Колесников самоуверенно вошел в дом. Зинаида была действительно хороша, особенно удивляла в ней превосходная шея, да и голос у ней был отличный, и платья она любила носить такие, которые показывали ее шею и как бы обнажали голос. Колесников попросил сразу же водки; с хохотом, неумело, стал врать, как четверо устроили Вавилова и как они напугали А. Парфенченко, поймав его у Клавдии-сорокарублевой, и Парфенченко принял Вавилова, будто высококвалифицированного, без биржи. Зинаида, откинув назад голову, внимательно слушала и внимательно приглядывалась к Колесникову. Ее недавно выбрали цеховой делегаткой, и ей хотелось рассказать Колесникову, что ее кандидатуру хотят выставить от завода, в числе других выдвигаемых ткачих, в уездный и городской советы. Ей было противно смотреть на рыженького задорного человечка, которого Колесников привел с целью похвастать своей силой перед «пятью-петрами», и еще ей было противно смотреть потому, что у нее скользнула мысль о том, что не напрасно ли она ждала и верила письмам мужа семь лет! И чем дальше, тем больше Вавилов возбуждал и в ней и в «пяти-петрах», сидевших рядком на венских стульях, негодование и отвращение. Вавилов находился в доме старшего из «пяти-петров» Колывана. Угощенье готовила младшая его дочь Вера, та, которую встретили на шоссе Гурий и его отец.

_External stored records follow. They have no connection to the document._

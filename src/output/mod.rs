//! Report formatting and display
//!
//! # Module Structure
//!
//! - `config` - Output configuration and threshold parsing
//! - `tree` - Percentage-gated tree formatter (plain or colored)
//! - `json` - JSON output
//! - `progress` - Transient console progress while scanning

mod config;
mod json;
mod progress;
mod tree;

// Re-export public types and functions
pub use config::{DEFAULT_MIN_PERCENTAGE, OutputConfig, parse_min_percentage};
pub use json::print_json;
pub use progress::ConsoleProgress;
pub use tree::TreeFormatter;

«Пять-петров» сильно любили и уважали друг друга, они даже завертывать папироски стремились из одного портсигара, то вынет Колыван — закурят, то вынет Яков, то Зиновий, прозванный Журавлем, то Костя, тоже с прозвищем, которое он очень любил, — Чираг. В двадцать первом году, после войн, когда Зиновий возвратился из германского плена с душой, наполненной чудесами немецкого духа, — по щепочке и по гвоздику собрали они и выстроили Колывану дом. Строить они начали на пустыре, отделенном канавой и высоким забором от лесных складов Мануфактур. Колыван Семеныч рассчитывал, что за ними пойдут постройки, и он не ошибся, — теперь, кроме трех домов, сооруженных братьями Петровыми, и срубом для четвертого, — рядом и позади Колывана тянулись три улицы домов.

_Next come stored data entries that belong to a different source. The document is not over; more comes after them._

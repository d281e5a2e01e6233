//! Configuration types for the size walker

/// Entries processed between two progress reports.
pub const PROGRESS_INTERVAL: u64 = 100;

/// Configuration for size walking behavior.
#[derive(Debug, Clone)]
pub struct WalkerConfig {
    /// Report progress every this many entries (0 disables reporting)
    pub progress_interval: u64,
}

impl Default for WalkerConfig {
    fn default() -> Self {
        Self {
            progress_interval: PROGRESS_INTERVAL,
        }
    }
}
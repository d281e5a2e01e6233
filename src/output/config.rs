//! Output configuration types

use crate::error::{Error, Result};

/// Threshold used when `--min-percentage` is not given.
pub const DEFAULT_MIN_PERCENTAGE: f64 = 2.0;

/// Configuration for output formatting.
#[derive(Debug, Clone)]
pub struct OutputConfig {
    pub use_color: bool,
    /// Nodes whose share of the total is below this are pruned with their subtree
    pub min_percentage: f64,
    /// Deepest level rendered; the root is level 0
    pub max_depth: Option<usize>,
}

impl Default for OutputConfig {
    fn default() -> Self {
        Self {
            use_color: true,
            min_percentage: DEFAULT_MIN_PERCENTAGE,
            max_depth: None,
        }
    }
}

/// Parse a threshold percentage, accepting finite numbers in `[0, 100]`.
///
/// A single trailing `%` is allowed, so `5` and `5%` mean the same thing.
pub fn parse_min_percentage(s: &str) -> Result<f64> {
    let trimmed = s.trim();
    let number = trimmed.strip_suffix('%').unwrap_or(trimmed).trim_end();
    match number.parse::<f64>() {
        Ok(value) if value.is_finite() && (0.0..=100.0).contains(&value) => Ok(value),
        _ => Err(Error::InvalidThreshold(s.to_string())),
    }
}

«Пять-петров» гордились своей затеей, и гордился жадностью их и хозяйственностью их — весь поселок. В доме их чувствовались сила и накопление, они разводили породистых коров и свиней, на столе Вавилов увидал сельскохозяйственные журналы, в углу под иконами чернело радио, и Колыван объяснил, что слушает он по нему законы; после закуски они обещали завести граммофон. Все это крепкое хозяйство напомнило Вавилову ижевских и вятских рабочих, тоже крепких и основательных, которые в свое время составили две дивизии из рабочих за Колчака, — и бились эти дивизии с Вавиловым крепко… Колесников погладил Зинаиду по шее и спросил Манилова:

— Есть ли у кого жена красивей моей, как полагаешь?

Вавилова раздражала привычка Зинаиды откидывать голову назад, — и он сказал:

— Нынче спрашивают — не красивей, а умней! — И он сразу понял сказанную им обидную глупость, которую «пять-петров» запомнят, и они, точно, один за другим посмотрели на него медленно, и старший Колыван отозвался:

— Одно, что она верна, — это, гражданин милый, уже ум. Она семь лет глаза поднимала только на родных. Изъяснился ты!..

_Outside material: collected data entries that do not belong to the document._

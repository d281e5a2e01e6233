//! Tree formatter for the size report
//!
//! This module provides `TreeFormatter`, which renders a `SizeReport` as an
//! indented, percentage-gated list either into a string or to stdout with
//! colors.

use std::collections::HashSet;
use std::io::{self, Write};

use termcolor::{Color, ColorChoice, ColorSpec, NoColor, StandardStream, WriteColor};

use crate::tree::{PeerSet, SizeNode, SizeReport, percentage, to_megabytes};

use super::config::OutputConfig;

/// One rendered line of the report.
struct ReportLine<'a> {
    indent: String,
    percentage: f64,
    name: &'a str,
    size: u64,
    is_dev: bool,
    peers: Option<&'a PeerSet>,
}

/// Formatter for the size tree.
pub struct TreeFormatter {
    config: OutputConfig,
    dev_dependencies: HashSet<String>,
}

impl TreeFormatter {
    pub fn new(config: OutputConfig, dev_dependencies: HashSet<String>) -> Self {
        Self {
            config,
            dev_dependencies,
        }
    }

    /// Render the summary and tree as plain text.
    pub fn format(&self, report: &SizeReport) -> String {
        let mut out = NoColor::new(Vec::new());
        // Writing into a Vec cannot fail.
        let _ = self.write_report(report, &mut out);
        String::from_utf8_lossy(&out.into_inner()).into_owned()
    }

    /// Print the summary and tree to stdout.
    pub fn print(&self, report: &SizeReport) -> io::Result<()> {
        let choice = if self.config.use_color {
            ColorChoice::Always
        } else {
            ColorChoice::Never
        };
        let mut stdout = StandardStream::stdout(choice);
        self.write_report(report, &mut stdout)?;
        stdout.flush()
    }

    /// Write the summary line followed by the tree.
    pub fn write_report<W: WriteColor>(&self, report: &SizeReport, out: &mut W) -> io::Result<()> {
        out.set_color(ColorSpec::new().set_fg(Some(Color::Green)))?;
        write!(
            out,
            "Total size of {}: {:.2} MB",
            report.root.name,
            to_megabytes(report.total_size)
        )?;
        out.reset()?;
        writeln!(out)?;
        writeln!(out)?;
        self.write_tree(report, out)
    }

    /// Write only the tree lines.
    pub fn write_tree<W: WriteColor>(&self, report: &SizeReport, out: &mut W) -> io::Result<()> {
        for line in self.collect_lines(report) {
            self.write_line(out, &line)?;
        }
        Ok(())
    }

    fn collect_lines<'a>(&self, report: &'a SizeReport) -> Vec<ReportLine<'a>> {
        let mut lines = Vec::new();
        self.collect_node(&report.root, report.total_size, "", 0, true, &mut lines);
        lines
    }

    fn collect_node<'a>(
        &self,
        node: &'a SizeNode,
        total: u64,
        prefix: &str,
        depth: usize,
        is_root: bool,
        lines: &mut Vec<ReportLine<'a>>,
    ) {
        if self.config.max_depth.is_some_and(|max| depth > max) {
            return;
        }
        let Some(pct) = percentage(node.size, total) else {
            return;
        };
        // Pruning here drops the whole subtree, however large its children are.
        if pct < self.config.min_percentage {
            return;
        }

        let peers =
            (!is_root && !node.peer_dependencies.is_empty()).then_some(&node.peer_dependencies);
        lines.push(ReportLine {
            indent: prefix.to_string(),
            percentage: pct,
            name: &node.name,
            size: node.size,
            is_dev: self.dev_dependencies.contains(&node.name),
            peers,
        });

        let child_prefix = format!("{}  ", prefix);
        for child in &node.children {
            self.collect_node(child, total, &child_prefix, depth + 1, false, lines);
        }
    }

    fn write_line<W: WriteColor>(&self, out: &mut W, line: &ReportLine<'_>) -> io::Result<()> {
        write!(out, "{}- ", line.indent)?;

        out.set_color(ColorSpec::new().set_fg(Some(Color::Yellow)))?;
        write!(out, "[{:.1}%]", line.percentage)?;
        out.reset()?;
        write!(out, " ")?;

        let mut name_spec = ColorSpec::new();
        if line.is_dev {
            name_spec.set_dimmed(true);
        } else {
            name_spec.set_bold(true);
        }
        out.set_color(&name_spec)?;
        write!(out, "{}", line.name)?;
        out.reset()?;
        write!(out, " ")?;

        out.set_color(ColorSpec::new().set_dimmed(true))?;
        write!(out, "({:.1} MB)", to_megabytes(line.size))?;
        out.reset()?;

        if let Some(peers) = line.peers {
            write!(out, " ")?;
            out.set_color(ColorSpec::new().set_fg(Some(Color::Cyan)))?;
            write!(out, "(peer deps: {})", peers)?;
            out.reset()?;
        }

        writeln!(out)
    }
}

— Есть чему радоваться, — сказала Зинаида мужу с неудовольствием, и опять закинула назад голову.

«Пять-петров», все еще думая об обиде, нанесенной им Вавиловым, смотрели в пол. Марина Никитишна, жена Колывана, собрала в беседочке, аккуратно сбитой из досок и даже окрашенной, среди малинника, — закуску. Она несла бражку и ласково напомнила мужу, не помнит ли он, как она раз, сготовивши тоже бражку в бочонке, попробовала его всколыхнуть, и как выскочила пробка, и как ударила бражка пеной, и побежала она на фабрику, с перепугу, за мужем, а дорогу к мужу она перепутала, и вывел ее в цех Колесников, и был тогда Колесников еще с полными волосами… Колыван Семеныч прервал ее:

— Отличное время было, хотя и при капитализме: теперь и фабрику-то огораживают, как окопы, да еще и с пропусками, и на бражку-то надо от пайка отделять…

Марина Никитишна продолжала, собирая тарелки, что побежали они с мужем домой, а пока прибежали, бражка-то и вытеки.